▶ [Aim of the exercise]:
Could you print every entry below exactly as given?

────────

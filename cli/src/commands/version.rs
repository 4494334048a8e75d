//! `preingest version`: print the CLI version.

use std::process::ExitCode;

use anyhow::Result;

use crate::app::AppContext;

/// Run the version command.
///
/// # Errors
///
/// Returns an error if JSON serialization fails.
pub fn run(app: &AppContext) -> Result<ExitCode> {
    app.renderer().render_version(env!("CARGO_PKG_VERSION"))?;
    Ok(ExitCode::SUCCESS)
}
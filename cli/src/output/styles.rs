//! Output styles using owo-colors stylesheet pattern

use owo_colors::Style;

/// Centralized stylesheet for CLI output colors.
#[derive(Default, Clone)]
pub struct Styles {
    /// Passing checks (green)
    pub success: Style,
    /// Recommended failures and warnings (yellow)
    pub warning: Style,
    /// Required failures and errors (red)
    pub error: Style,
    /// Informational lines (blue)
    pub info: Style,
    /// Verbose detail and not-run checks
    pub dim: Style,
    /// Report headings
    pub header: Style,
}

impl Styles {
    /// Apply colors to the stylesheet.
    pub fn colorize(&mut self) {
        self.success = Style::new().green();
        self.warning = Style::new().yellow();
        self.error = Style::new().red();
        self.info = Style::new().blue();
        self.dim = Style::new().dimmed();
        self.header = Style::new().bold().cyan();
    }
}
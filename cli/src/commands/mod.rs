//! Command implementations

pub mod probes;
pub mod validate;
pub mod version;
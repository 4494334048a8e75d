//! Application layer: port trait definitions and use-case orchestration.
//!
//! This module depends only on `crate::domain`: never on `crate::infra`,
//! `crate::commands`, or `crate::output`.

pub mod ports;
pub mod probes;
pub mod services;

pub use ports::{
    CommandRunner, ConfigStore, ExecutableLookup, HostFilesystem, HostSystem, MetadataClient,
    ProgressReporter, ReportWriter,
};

────────

▶ [Task response]:
filename cli/src/commands/version.rs
repository 4494334048a8e75d
//! `preingest version`: print the CLI version.

use std::process::ExitCode;

use anyhow::Result;

use crate::app::AppContext;

/// Run the version command.
///
/// # Errors
///
/// Returns an error if JSON serialization fails.
pub fn run(app: &AppContext) -> Result<ExitCode> {
    app.renderer().render_version(env!("CARGO_PKG_VERSION"))?;
    Ok(ExitCode::SUCCESS)
}
filename cli/src/output/styles.rs
//! Output styles using owo-colors stylesheet pattern

use owo_colors::Style;

/// Centralized stylesheet for CLI output colors.
#[derive(Default, Clone)]
pub struct Styles {
    /// Passing checks (green)
    pub success: Style,
    /// Recommended failures and warnings (yellow)
    pub warning: Style,
    /// Required failures and errors (red)
    pub error: Style,
    /// Informational lines (blue)
    pub info: Style,
    /// Verbose detail and not-run checks
    pub dim: Style,
    /// Report headings
    pub header: Style,
}

impl Styles {
    /// Apply colors to the stylesheet.
    pub fn colorize(&mut self) {
        self.success = Style::new().green();
        self.warning = Style::new().yellow();
        self.error = Style::new().red();
        self.info = Style::new().blue();
        self.dim = Style::new().dimmed();
        self.header = Style::new().bold().cyan();
    }
}
filename cli/src/commands/mod.rs
//! Command implementations

pub mod probes;
pub mod validate;
pub mod version;
repository 4494334048a8e75d
//! Application layer: port trait definitions and use-case orchestration.
//!
//! This module depends only on `crate::domain`: never on `crate::infra`,
//! `crate::commands`, or `crate::output`.

pub mod ports;
pub mod probes;
pub mod services;

pub use ports::{
    CommandRunner, ConfigStore, ExecutableLookup, HostFilesystem, HostSystem, MetadataClient,
    ProgressReporter, ReportWriter,
};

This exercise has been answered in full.